MATERIAL SUPPLIED:
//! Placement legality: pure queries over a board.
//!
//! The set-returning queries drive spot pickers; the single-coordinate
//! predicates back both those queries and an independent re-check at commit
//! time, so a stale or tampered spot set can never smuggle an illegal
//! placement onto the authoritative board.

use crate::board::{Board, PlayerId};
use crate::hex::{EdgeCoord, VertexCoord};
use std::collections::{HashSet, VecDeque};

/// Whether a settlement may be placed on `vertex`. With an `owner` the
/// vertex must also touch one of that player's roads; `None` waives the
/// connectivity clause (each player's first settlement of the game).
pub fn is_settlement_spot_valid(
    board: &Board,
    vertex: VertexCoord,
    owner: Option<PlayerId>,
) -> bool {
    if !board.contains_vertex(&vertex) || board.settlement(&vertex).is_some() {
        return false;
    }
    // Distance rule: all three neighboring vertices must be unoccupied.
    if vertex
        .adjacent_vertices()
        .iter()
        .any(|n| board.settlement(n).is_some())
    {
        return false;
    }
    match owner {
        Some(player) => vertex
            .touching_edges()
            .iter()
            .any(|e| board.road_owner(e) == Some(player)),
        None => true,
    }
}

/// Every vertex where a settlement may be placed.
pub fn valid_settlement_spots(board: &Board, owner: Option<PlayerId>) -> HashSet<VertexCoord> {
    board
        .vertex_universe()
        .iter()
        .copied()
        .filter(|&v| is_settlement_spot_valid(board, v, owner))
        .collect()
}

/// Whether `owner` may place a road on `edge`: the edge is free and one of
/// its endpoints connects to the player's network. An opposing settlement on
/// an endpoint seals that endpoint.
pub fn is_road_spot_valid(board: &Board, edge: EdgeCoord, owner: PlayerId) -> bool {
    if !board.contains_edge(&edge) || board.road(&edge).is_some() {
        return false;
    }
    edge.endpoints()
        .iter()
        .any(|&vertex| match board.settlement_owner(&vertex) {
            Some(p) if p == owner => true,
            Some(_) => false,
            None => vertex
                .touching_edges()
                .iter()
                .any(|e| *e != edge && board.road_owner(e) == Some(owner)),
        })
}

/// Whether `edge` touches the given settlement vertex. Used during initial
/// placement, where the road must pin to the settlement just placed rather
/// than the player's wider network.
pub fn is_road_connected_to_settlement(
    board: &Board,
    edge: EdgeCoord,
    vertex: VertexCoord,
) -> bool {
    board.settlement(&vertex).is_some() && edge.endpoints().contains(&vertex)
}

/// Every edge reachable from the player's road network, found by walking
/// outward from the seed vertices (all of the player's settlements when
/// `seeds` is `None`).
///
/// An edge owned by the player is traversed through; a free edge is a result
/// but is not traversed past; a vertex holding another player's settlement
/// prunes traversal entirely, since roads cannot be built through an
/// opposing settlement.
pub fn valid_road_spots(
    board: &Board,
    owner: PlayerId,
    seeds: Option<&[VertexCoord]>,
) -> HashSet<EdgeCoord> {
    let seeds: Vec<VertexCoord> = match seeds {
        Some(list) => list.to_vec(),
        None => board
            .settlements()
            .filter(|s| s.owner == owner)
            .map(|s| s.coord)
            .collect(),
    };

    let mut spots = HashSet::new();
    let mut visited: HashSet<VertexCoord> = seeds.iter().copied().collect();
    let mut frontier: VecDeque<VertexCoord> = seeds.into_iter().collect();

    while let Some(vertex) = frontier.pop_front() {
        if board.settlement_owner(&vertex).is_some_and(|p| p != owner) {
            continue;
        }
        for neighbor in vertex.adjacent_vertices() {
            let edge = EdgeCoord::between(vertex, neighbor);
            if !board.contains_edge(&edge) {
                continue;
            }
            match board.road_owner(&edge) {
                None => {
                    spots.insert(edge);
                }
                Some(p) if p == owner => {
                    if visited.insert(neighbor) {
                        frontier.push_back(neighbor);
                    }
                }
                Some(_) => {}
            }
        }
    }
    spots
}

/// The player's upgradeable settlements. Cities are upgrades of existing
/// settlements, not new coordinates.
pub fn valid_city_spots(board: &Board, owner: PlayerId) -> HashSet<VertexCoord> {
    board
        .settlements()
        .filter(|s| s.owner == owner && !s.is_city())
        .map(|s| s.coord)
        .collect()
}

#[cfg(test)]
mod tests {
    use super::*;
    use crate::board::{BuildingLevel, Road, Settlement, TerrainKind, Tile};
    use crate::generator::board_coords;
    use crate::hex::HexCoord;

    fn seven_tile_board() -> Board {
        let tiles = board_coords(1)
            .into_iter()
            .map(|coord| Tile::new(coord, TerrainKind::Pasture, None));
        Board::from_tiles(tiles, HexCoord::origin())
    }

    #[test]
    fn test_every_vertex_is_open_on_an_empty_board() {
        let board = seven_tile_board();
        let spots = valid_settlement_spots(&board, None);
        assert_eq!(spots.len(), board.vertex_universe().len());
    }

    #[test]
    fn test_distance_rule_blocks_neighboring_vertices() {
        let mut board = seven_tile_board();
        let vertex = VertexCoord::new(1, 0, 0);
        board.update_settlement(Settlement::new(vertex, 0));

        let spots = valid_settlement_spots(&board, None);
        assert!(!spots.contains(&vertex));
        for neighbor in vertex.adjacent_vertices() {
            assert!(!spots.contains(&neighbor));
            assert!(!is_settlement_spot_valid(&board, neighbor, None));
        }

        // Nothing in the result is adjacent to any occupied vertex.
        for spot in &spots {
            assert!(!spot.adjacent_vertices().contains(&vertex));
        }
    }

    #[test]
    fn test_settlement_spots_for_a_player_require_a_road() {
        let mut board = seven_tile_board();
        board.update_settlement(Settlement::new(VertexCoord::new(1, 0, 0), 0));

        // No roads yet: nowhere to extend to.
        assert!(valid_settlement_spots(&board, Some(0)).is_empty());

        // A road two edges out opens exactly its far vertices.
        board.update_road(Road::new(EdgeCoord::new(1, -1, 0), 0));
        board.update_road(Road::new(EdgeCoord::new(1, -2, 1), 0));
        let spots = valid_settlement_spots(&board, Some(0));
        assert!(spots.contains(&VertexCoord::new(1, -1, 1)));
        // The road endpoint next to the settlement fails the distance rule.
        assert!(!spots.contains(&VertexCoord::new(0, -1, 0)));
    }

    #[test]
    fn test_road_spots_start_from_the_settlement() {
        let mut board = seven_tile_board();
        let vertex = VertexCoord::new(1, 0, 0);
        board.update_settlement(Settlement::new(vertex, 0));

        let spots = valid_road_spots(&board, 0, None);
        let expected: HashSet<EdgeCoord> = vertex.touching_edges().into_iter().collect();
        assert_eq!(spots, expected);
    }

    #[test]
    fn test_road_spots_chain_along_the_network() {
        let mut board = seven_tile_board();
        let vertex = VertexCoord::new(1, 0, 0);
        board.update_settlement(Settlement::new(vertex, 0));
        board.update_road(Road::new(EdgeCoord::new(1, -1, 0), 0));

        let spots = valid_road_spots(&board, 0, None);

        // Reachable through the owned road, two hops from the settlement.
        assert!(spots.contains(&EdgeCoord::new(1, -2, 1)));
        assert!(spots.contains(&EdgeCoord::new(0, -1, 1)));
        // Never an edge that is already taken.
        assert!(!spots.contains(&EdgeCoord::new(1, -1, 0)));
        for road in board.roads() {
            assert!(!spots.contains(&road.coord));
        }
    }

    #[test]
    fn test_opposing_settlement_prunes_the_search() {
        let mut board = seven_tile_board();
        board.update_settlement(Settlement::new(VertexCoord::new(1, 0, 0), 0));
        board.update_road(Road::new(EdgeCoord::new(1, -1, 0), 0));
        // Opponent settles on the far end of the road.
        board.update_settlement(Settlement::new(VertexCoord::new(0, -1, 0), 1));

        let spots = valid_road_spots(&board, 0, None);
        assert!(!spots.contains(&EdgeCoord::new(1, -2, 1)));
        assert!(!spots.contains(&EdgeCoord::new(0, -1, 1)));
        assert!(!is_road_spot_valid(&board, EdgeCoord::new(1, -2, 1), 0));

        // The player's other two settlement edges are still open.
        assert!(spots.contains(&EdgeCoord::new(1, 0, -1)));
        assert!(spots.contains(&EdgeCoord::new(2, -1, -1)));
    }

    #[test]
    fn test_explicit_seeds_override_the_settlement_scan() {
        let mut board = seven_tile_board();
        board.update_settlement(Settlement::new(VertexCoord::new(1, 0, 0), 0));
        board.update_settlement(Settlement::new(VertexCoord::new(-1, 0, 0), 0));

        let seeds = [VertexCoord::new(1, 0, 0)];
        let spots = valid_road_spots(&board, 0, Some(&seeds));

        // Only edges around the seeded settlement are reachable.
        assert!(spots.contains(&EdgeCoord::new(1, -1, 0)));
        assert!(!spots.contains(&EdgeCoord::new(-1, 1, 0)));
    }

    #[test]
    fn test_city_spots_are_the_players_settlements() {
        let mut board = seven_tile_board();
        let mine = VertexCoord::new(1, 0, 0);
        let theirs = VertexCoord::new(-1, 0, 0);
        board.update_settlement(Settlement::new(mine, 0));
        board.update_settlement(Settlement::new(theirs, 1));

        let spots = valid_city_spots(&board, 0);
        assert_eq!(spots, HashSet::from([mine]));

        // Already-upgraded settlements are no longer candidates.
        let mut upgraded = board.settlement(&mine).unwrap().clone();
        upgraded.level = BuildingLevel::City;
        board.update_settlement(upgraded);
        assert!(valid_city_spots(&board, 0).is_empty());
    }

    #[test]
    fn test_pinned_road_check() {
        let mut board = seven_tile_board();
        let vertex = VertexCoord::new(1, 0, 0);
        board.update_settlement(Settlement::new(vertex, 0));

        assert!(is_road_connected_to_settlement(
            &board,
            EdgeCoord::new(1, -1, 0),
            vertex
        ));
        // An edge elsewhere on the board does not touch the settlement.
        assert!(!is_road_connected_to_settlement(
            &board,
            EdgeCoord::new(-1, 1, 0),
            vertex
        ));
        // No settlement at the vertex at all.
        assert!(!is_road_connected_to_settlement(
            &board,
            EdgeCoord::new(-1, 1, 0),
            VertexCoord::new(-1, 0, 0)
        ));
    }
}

---

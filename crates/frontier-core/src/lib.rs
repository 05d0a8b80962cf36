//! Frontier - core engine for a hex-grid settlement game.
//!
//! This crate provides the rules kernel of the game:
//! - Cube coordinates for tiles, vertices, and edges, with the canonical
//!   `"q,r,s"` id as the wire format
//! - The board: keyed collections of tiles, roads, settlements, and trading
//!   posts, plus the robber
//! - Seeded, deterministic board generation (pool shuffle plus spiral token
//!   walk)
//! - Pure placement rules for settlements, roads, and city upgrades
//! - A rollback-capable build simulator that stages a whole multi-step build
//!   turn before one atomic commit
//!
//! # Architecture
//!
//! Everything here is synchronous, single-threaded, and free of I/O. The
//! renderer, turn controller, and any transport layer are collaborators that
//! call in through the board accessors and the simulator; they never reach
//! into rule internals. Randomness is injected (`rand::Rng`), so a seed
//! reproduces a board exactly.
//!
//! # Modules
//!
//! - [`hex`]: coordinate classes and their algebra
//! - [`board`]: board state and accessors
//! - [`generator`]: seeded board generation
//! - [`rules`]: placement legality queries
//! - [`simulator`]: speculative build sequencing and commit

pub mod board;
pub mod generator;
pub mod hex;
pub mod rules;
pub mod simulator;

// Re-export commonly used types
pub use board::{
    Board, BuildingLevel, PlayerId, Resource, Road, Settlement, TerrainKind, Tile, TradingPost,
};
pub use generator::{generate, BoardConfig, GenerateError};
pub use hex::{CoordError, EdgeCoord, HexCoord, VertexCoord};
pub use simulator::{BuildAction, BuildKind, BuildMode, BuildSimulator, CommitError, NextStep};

ASSIGNED TASK: Please transcribe only the lines in the records above running from the line that has "over a board." through the line that has "Whether a settlement", both included, exactly as they appear.

OUTPUT OF THE EXERCISE:
//! Placement legality: pure queries over a board.
//!
//! The set-returning queries drive spot pickers; the single-coordinate
//! predicates back both those queries and an independent re-check at commit
//! time, so a stale or tampered spot set can never smuggle an illegal
//! placement onto the authoritative board.

use crate::board::{Board, PlayerId};
use crate::hex::{EdgeCoord, VertexCoord};
use std::collections::{HashSet, VecDeque};

/// Whether a settlement may be placed on `vertex`. With an `owner` the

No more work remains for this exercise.